A proposal written in the heavens:
In the summer of 2016, Mike Trout, an amateur meteorologist, presumably made sure there were clear skies—for obvious reasons—when he proposed to his high school sweetheart, Jessica Cox.
“Will you marry me Jess?” was written on a beautiful blue canvas by a skywriter.
“She said yes!!!” Trout wrote on Instagram.
“I’m so excited to finally be able to officially call this amazing man my fiancé!” Jessica wrote on Instagram.
A match made in heaven.
Peer pressure led to change in hairstyle:
In 2014, Mike Trout commented on Instagram about rocking the same haircut ever since he was a baby. It was the same old buzz cut.
Well, that changed during the 2016 season when he shed his trademark flat-top haircut and grew it out longer on top, much like he does today.
“Some of my teammates were complaining that I had the same buzz cut since third grade,” Trout told ESPN’s Jerry Crasnick in February 2017. “When [Jered] Weaver was here, he has long hair, obviously, and a couple other guys were growing it out. I was like, ‘Hey, maybe I should try it.’ Jess liked it, so I decided to keep it.”
Photo: Sean M. Haffey/Getty Images
A wedding day celebration:
Mike Trout married his high school sweetheart Jessica Cox in December 2017 on the same day the Angels announced the signing of two-way player Shohei Ohtani from Japan.
“From this day forward, you shall not walk alone,” Trout wrote on Twitter. “My heart will be your shelter, and my arms will be your home. I love you, my WIFE!”

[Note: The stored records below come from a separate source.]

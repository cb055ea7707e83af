//! Extraction: chunk text to candidate entities and relationships
//!
//! The `Extractor` trait is the seam to the model. `LlmExtractor` drives any
//! `LlmClient` with a JSON prompt; the `Resolver` then maps surface names to
//! canonical identities and produces a `ChunkCommit` for the store.

pub mod coref;
mod extractor;
pub mod llm;
mod parse;

pub use coref::{normalize_name, Resolver};
pub use extractor::LlmExtractor;
pub use llm::{LlmClient, LlmError, MockClient, OllamaClient};
pub use parse::{extract_json, parse_extraction};

use async_trait::async_trait;
use serde::{Deserialize, Deserializer};
use std::collections::HashMap;
use std::time::Duration;
use thiserror::Error;

/// Confidence assumed when the model omits one
pub const DEFAULT_CANDIDATE_CONFIDENCE: f64 = 0.5;

/// An entity as reported by the extractor, before identity resolution
#[derive(Debug, Clone, PartialEq, Deserialize)]
pub struct CandidateEntity {
    #[serde(alias = "label")]
    pub name: String,
    #[serde(default, alias = "type")]
    pub entity_type: String,
    #[serde(default)]
    pub description: Option<String>,
    #[serde(default)]
    pub properties: HashMap<String, serde_json::Value>,
    #[serde(default = "default_confidence", deserialize_with = "lenient_confidence")]
    pub confidence: f64,
    /// Other surface names the model says refer to this entity
    #[serde(default)]
    pub aliases: Vec<String>,
}

impl CandidateEntity {
    pub fn new(name: impl Into<String>, entity_type: impl Into<String>, confidence: f64) -> Self {
        Self {
            name: name.into(),
            entity_type: entity_type.into(),
            description: None,
            properties: HashMap::new(),
            confidence,
            aliases: Vec::new(),
        }
    }
}

/// A directed relationship between two surface names
#[derive(Debug, Clone, PartialEq, Deserialize)]
pub struct CandidateRelationship {
    #[serde(alias = "from")]
    pub source: String,
    #[serde(alias = "to")]
    pub target: String,
    #[serde(default, alias = "type", alias = "relation")]
    pub relationship_type: String,
    #[serde(default)]
    pub properties: HashMap<String, serde_json::Value>,
    #[serde(default = "default_confidence", deserialize_with = "lenient_confidence")]
    pub confidence: f64,
    /// Type hints used when an endpoint is not listed among the entities
    #[serde(default)]
    pub source_type: Option<String>,
    #[serde(default)]
    pub target_type: Option<String>,
}

impl CandidateRelationship {
    pub fn new(
        source: impl Into<String>,
        relationship_type: impl Into<String>,
        target: impl Into<String>,
        confidence: f64,
    ) -> Self {
        Self {
            source: source.into(),
            target: target.into(),
            relationship_type: relationship_type.into(),
            properties: HashMap::new(),
            confidence,
            source_type: None,
            target_type: None,
        }
    }
}

/// Everything extracted from one chunk
#[derive(Debug, Clone, Default, PartialEq)]
pub struct Extraction {
    pub entities: Vec<CandidateEntity>,
    pub relationships: Vec<CandidateRelationship>,
}

impl Extraction {
    pub fn is_empty(&self) -> bool {
        self.entities.is_empty() && self.relationships.is_empty()
    }
}

fn default_confidence() -> f64 {
    DEFAULT_CANDIDATE_CONFIDENCE
}

/// Accept numbers or numeric strings; anything else falls back to the default
fn lenient_confidence<'de, D>(deserializer: D) -> Result<f64, D::Error>
where
    D: Deserializer<'de>,
{
    let value = serde_json::Value::deserialize(deserializer)?;
    Ok(match value {
        serde_json::Value::Number(n) => n.as_f64().unwrap_or(DEFAULT_CANDIDATE_CONFIDENCE),
        serde_json::Value::String(s) => s.trim().parse().unwrap_or(DEFAULT_CANDIDATE_CONFIDENCE),
        _ => DEFAULT_CANDIDATE_CONFIDENCE,
    })
}

/// Errors from an extraction attempt
#[derive(Debug, Error)]
pub enum ExtractError {
    /// Output could not be turned into entities/relationships. Not retried.
    #[error("Unusable extraction output: {0}")]
    Parse(String),

    #[error("Extraction transport error: {0}")]
    Transport(String),

    #[error("Extraction timed out after {0:?}")]
    Timeout(Duration),

    /// The endpoint signalled throttling
    #[error("Extraction endpoint rate limited the request")]
    RateLimited { retry_after: Option<Duration> },
}

/// Turns one chunk's text into candidates
#[async_trait]
pub trait Extractor: Send + Sync {
    async fn extract(&self, text: &str) -> Result<Extraction, ExtractError>;
}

Mrs. Trout called the weekend “pure magic,” and she wasn’t referring to Ohtani’s signing.
Trout proves he can fish, too:
Mike Trout and company went deep to reel in an estimated 500-pound goliath grouper while on vacation in Key West, Fla., in January 2013.
Jessica, Trout’s girlfriend at the time, wrote on Twitter, “I’d say it was a good day fishing!”
Since it’s not legal to keep goliath grouper, the fish was released.